But I'd like to make a local change to the SDK and have the Electron app consume it. This is proving problematic.

The approach I took is to, from the Electron app directory, run

npm install /path/to/sdk/moduleB

i.e. Based on the answers to how to specify local modules as npm package dependencies

However there's a problem. The SDK's sub-modules registers with a core module. i.e. To make an instance available.

When I use a local path to moduleB it cannot find the core module. I don't specify core as a dependency in moduleB. But if I do npm installs a copy under

/path/to/sdk/moduleB/node_modules/core

rather than re-use the module already defined at

./node_modules/core

i.e. Even though they're using the same version.

This behaviour (at least the re-installation of core) makes some sense if you understand how npm resolves the same dependency with different versions.
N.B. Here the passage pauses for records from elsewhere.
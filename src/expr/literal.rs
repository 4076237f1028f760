//! Literal values embedded in conditions and expressions

use chrono::{DateTime, SecondsFormat, Utc};
use serde_json::{json, Value};

use super::object_id::ObjectId;

/// A typed constant
///
/// Rendering follows extended-JSON conventions so that values plain JSON
/// cannot carry (non-finite floats, ids, datetimes) survive serialization.
#[derive(Debug, Clone, PartialEq)]
pub enum Literal {
    Null,
    Bool(bool),
    Int(i64),
    Float(f64),
    String(String),
    ObjectId(ObjectId),
    DateTime(DateTime<Utc>),
    Array(Vec<Literal>),
}

impl Literal {
    pub fn nan() -> Self {
        Literal::Float(f64::NAN)
    }

    pub fn inf() -> Self {
        Literal::Float(f64::INFINITY)
    }

    pub fn ninf() -> Self {
        Literal::Float(f64::NEG_INFINITY)
    }

    /// Empty array literal
    pub fn empty_array() -> Self {
        Literal::Array(Vec::new())
    }

    /// Converts a JSON number into an Int or Float literal
    pub fn from_number(value: f64) -> Self {
        if value.is_finite() && value.fract() == 0.0 && value.abs() < (i64::MAX as f64) {
            Literal::Int(value as i64)
        } else {
            Literal::Float(value)
        }
    }

    /// Converts an arbitrary JSON scalar (or array of scalars)
    pub fn from_json(value: &Value) -> Self {
        match value {
            Value::Null => Literal::Null,
            Value::Bool(b) => Literal::Bool(*b),
            Value::Number(n) => match n.as_i64() {
                Some(i) => Literal::Int(i),
                None => Literal::Float(n.as_f64().unwrap_or(f64::NAN)),
            },
            Value::String(s) => Literal::String(s.clone()),
            Value::Array(items) => Literal::Array(items.iter().map(Literal::from_json).collect()),
            Value::Object(_) => Literal::String(value.to_string()),
        }
    }

    pub fn is_null(&self) -> bool {
        matches!(self, Literal::Null)
    }

    /// Renders the literal in the executor's JSON dialect
    pub fn to_json(&self) -> Value {
        match self {
            Literal::Null => Value::Null,
            Literal::Bool(b) => Value::Bool(*b),
            Literal::Int(i) => json!(i),
            Literal::Float(f) if f.is_nan() => json!({"$numberDouble": "NaN"}),
            Literal::Float(f) if f.is_infinite() && *f > 0.0 => {
                json!({"$numberDouble": "Infinity"})
            }
            Literal::Float(f) if f.is_infinite() => json!({"$numberDouble": "-Infinity"}),
            Literal::Float(f) => json!(f),
            Literal::String(s) => Value::String(s.clone()),
            Literal::ObjectId(id) => json!({"$oid": id.to_hex()}),
            Literal::DateTime(dt) => {
                json!({"$date": dt.to_rfc3339_opts(SecondsFormat::Millis, true)})
            }
            Literal::Array(items) => Value::Array(items.iter().map(Literal::to_json).collect()),
        }
    }
}

impl From<bool> for Literal {
    fn from(b: bool) -> Self {
        Literal::Bool(b)
    }
}

impl From<i64> for Literal {
    fn from(i: i64) -> Self {
        Literal::Int(i)
    }
}

impl From<f64> for Literal {
    fn from(f: f64) -> Self {
        Literal::Float(f)
    }
}

impl From<&str> for Literal {
    fn from(s: &str) -> Self {
        Literal::String(s.to_string())
    }
}

impl From<String> for Literal {
    fn from(s: String) -> Self {
        Literal::String(s)
    }
}

impl From<ObjectId> for Literal {
    fn from(id: ObjectId) -> Self {
        Literal::ObjectId(id)
    }
}

impl From<DateTime<Utc>> for Literal {
    fn from(dt: DateTime<Utc>) -> Self {
        Literal::DateTime(dt)
    }
}
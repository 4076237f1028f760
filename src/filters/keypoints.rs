//! Keypoint parallel-array filters
//!
//! A keypoint label stores one entry per skeleton point in each of its list
//! attributes (`points`, `confidence`, custom per-point lists). Filtering
//! those lists prunes points, not labels, so it gets its own stage.

use crate::expr::Expr;
use crate::schema::{FieldKind, FieldSpec, LabelKind, SkeletonRegistry};
use crate::stages::Stage;

use super::errors::{FilterError, FilterResult};
use super::expression::bool_expr;
use super::scalar::bound_literal;
use super::spec::FilterSpec;

/// Attribute holding the point coordinates
pub const POINTS_ATTRIBUTE: &str = "points";

/// Whether `field` is a per-point parallel array of a keypoint label
pub fn is_parallel_attribute(label: LabelKind, field: &FieldSpec) -> bool {
    label.is_keypoints() && matches!(field.kind, FieldKind::List { .. }) && field.name() != "tags"
}

/// Builds the point-pruning stage for a parallel attribute of `label_path`
pub fn build_keypoint_stage(
    label_path: &str,
    field: &FieldSpec,
    spec: &FilterSpec,
    skeletons: &SkeletonRegistry,
) -> FilterResult<Stage> {
    if field.name() == POINTS_ATTRIBUTE {
        let skeleton = skeletons
            .get(label_path)
            .ok_or_else(|| FilterError::MissingSkeleton {
                path: label_path.to_string(),
            })?;
        let values = spec.present_values();
        let labels = if spec.exclude {
            skeleton.complement(&values)
        } else {
            values
        };
        return Ok(Stage::filter_keypoints_by_label(label_path, labels));
    }

    let element = field.kind.element().unwrap_or(&field.kind);
    let point = Expr::this_field(field.db_field.as_str());

    let expr = match element {
        FieldKind::Bool => bool_expr(point, spec),
        FieldKind::Float | FieldKind::Int => {
            let [min, max] = spec.range.ok_or_else(|| {
                FilterError::unsupported(
                    field.path.as_str(),
                    element.type_name(),
                    "numeric keypoint attributes need a range",
                )
            })?;
            let range = point
                .clone()
                .gte(Expr::Literal(bound_literal(&field.path, element, min)?))
                .and(point.lte(Expr::Literal(bound_literal(&field.path, element, max)?)));
            if spec.exclude {
                range.not()
            } else {
                range
            }
        }
        other => {
            return Err(FilterError::UnsupportedKeypointAttribute {
                path: field.path.clone(),
                kind: other.type_name(),
            })
        }
    };

    Ok(Stage::filter_keypoints(label_path, &expr))
}
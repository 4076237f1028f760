//! Group and slice resolution
//!
//! Grouped datasets hold several samples (slices) per group. A group filter
//! picks the active slice, flattens across slices, or pins one group, and
//! reports which media types the result can contain.
//!
//! # Design Principles
//!
//! - Deterministic: the same view and filter give the same stage list
//! - Stage replay consults `Stage::reorders_or_selects`, never a local list
//! - Malformed ids propagate as errors

mod resolver;
mod select;

pub use resolver::resolve_group_filter;
pub use select::make_optimized_select_view;
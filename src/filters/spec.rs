//! Filter wire types
//!
//! One `FilterSpec` per filtered path, exactly as the client sends it.
//! Keys that do not apply to a field's kind are simply absent.

use std::collections::BTreeMap;

use serde::{Deserialize, Serialize};

/// Filters keyed by path; `BTreeMap` iteration gives the sorted-path
/// processing order every assembler relies on
pub type Filters = BTreeMap<String, FilterSpec>;

/// Declarative predicate for one path
#[derive(Debug, Clone, Default, PartialEq, Serialize, Deserialize)]
#[serde(rename_all = "camelCase")]
pub struct FilterSpec {
    /// Accepted string/id values; `null` stands for "missing or null"
    #[serde(default, skip_serializing_if = "Option::is_none")]
    pub values: Option<Vec<Option<String>>>,

    /// Inclusive `[min, max]`; dates are millisecond timestamps
    #[serde(default, skip_serializing_if = "Option::is_none")]
    pub range: Option<[f64; 2]>,

    #[serde(rename = "true", default, skip_serializing_if = "Option::is_none")]
    pub include_true: Option<bool>,

    #[serde(rename = "false", default, skip_serializing_if = "Option::is_none")]
    pub include_false: Option<bool>,

    #[serde(default, skip_serializing_if = "Option::is_none")]
    pub nan: Option<bool>,

    #[serde(default, skip_serializing_if = "Option::is_none")]
    pub inf: Option<bool>,

    #[serde(default, skip_serializing_if = "Option::is_none")]
    pub ninf: Option<bool>,

    #[serde(default, skip_serializing_if = "Option::is_none")]
    pub none: Option<bool>,

    /// Inverts the predicate
    #[serde(default)]
    pub exclude: bool,

    /// Keep documents with any matching element instead of pruning elements
    #[serde(default)]
    pub is_matching: bool,

    /// Case-insensitive substring search on string fields
    #[serde(default, skip_serializing_if = "Option::is_none")]
    pub search: Option<String>,
}

/// Non-finite numeric markers that are toggled, never folded into `range`
#[derive(Debug, Clone, Copy, PartialEq, Eq)]
pub enum Sentinel {
    Nan,
    Inf,
    Ninf,
    None,
}

impl Sentinel {
    pub const ALL: [Sentinel; 4] = [Sentinel::Nan, Sentinel::Inf, Sentinel::Ninf, Sentinel::None];
}

impl FilterSpec {
    pub fn new() -> Self {
        Self::default()
    }

    /// Value filter over non-null strings
    pub fn values<S: Into<String>>(values: impl IntoIterator<Item = S>) -> Self {
        Self {
            values: Some(values.into_iter().map(|v| Some(v.into())).collect()),
            ..Self::default()
        }
    }

    pub fn range(min: f64, max: f64) -> Self {
        Self {
            range: Some([min, max]),
            ..Self::default()
        }
    }

    pub fn booleans(include_true: bool, include_false: bool) -> Self {
        Self {
            include_true: Some(include_true),
            include_false: Some(include_false),
            ..Self::default()
        }
    }

    pub fn search(text: impl Into<String>) -> Self {
        Self {
            search: Some(text.into()),
            ..Self::default()
        }
    }

    pub fn excluded(mut self) -> Self {
        self.exclude = true;
        self
    }

    pub fn matching(mut self) -> Self {
        self.is_matching = true;
        self
    }

    pub fn with_sentinel(mut self, sentinel: Sentinel, value: bool) -> Self {
        *self.sentinel_mut(sentinel) = Some(value);
        self
    }

    pub fn with_none_value(mut self) -> Self {
        self.values.get_or_insert_with(Vec::new).push(None);
        self
    }

    pub fn sentinel(&self, sentinel: Sentinel) -> Option<bool> {
        match sentinel {
            Sentinel::Nan => self.nan,
            Sentinel::Inf => self.inf,
            Sentinel::Ninf => self.ninf,
            Sentinel::None => self.none,
        }
    }

    fn sentinel_mut(&mut self, sentinel: Sentinel) -> &mut Option<bool> {
        match sentinel {
            Sentinel::Nan => &mut self.nan,
            Sentinel::Inf => &mut self.inf,
            Sentinel::Ninf => &mut self.ninf,
            Sentinel::None => &mut self.none,
        }
    }

    /// Whether any sentinel key was sent at all
    pub fn has_sentinels(&self) -> bool {
        Sentinel::ALL.iter().any(|s| self.sentinel(*s).is_some())
    }

    /// Sentinels explicitly toggled on
    pub fn set_sentinels(&self) -> Vec<Sentinel> {
        Sentinel::ALL
            .into_iter()
            .filter(|s| self.sentinel(*s) == Some(true))
            .collect()
    }

    /// Sentinels not toggled on (absent or false)
    pub fn unset_sentinels(&self) -> Vec<Sentinel> {
        Sentinel::ALL
            .into_iter()
            .filter(|s| self.sentinel(*s) != Some(true))
            .collect()
    }

    /// Non-null requested values
    pub fn present_values(&self) -> Vec<String> {
        self.values
            .iter()
            .flatten()
            .filter_map(|v| v.clone())
            .collect()
    }

    /// Whether missing/null values are requested (via `null` or `none`)
    pub fn wants_none(&self) -> bool {
        self.none == Some(true) || self.values.iter().flatten().any(Option::is_none)
    }

    /// Copy with `exclude` cleared, for building element predicates whose
    /// inversion is applied by the enclosing list test
    pub fn without_exclude(&self) -> Self {
        Self {
            exclude: false,
            ..self.clone()
        }
    }
}
//! Label-tag aggregation
//!
//! Tags live on individual labels spread over many fields and levels. This
//! subsystem folds them into the synthetic `_label_tags` field (flat list,
//! then `tag -> count` for display) and rewrites filters on that field
//! against the real tag arrays.
//!
//! # Design Principles
//!
//! - Field traversal is separate from expression generation
//! - Aggregation is a per-document fold, never a collection-wide group
//! - Missing or null tag arrays contribute nothing

mod codegen;
mod filter;
mod traversal;

pub use codegen::{
    label_tag_count_stages, label_tags_stages, source_tags_expr, tag_counts_expr, FRAMES_FIELD,
    LABEL_TAGS_FIELD,
};
pub use filter::label_tags_filter_stages;
pub use traversal::{label_tag_sources, TagLevel, TagSource};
https://medium.com/learnwithrahul/understanding-npm-dependency-resolution-84a24180901b

and

https://docs.npmjs.com/cli/install

npm install :

Install the package in the directory as a symlink in the current project. Its dependencies will be installed before it’s linked. If sits inside the root of your project, its dependencies may be hoisted to the toplevel node_modules as they would for other types of dependencies.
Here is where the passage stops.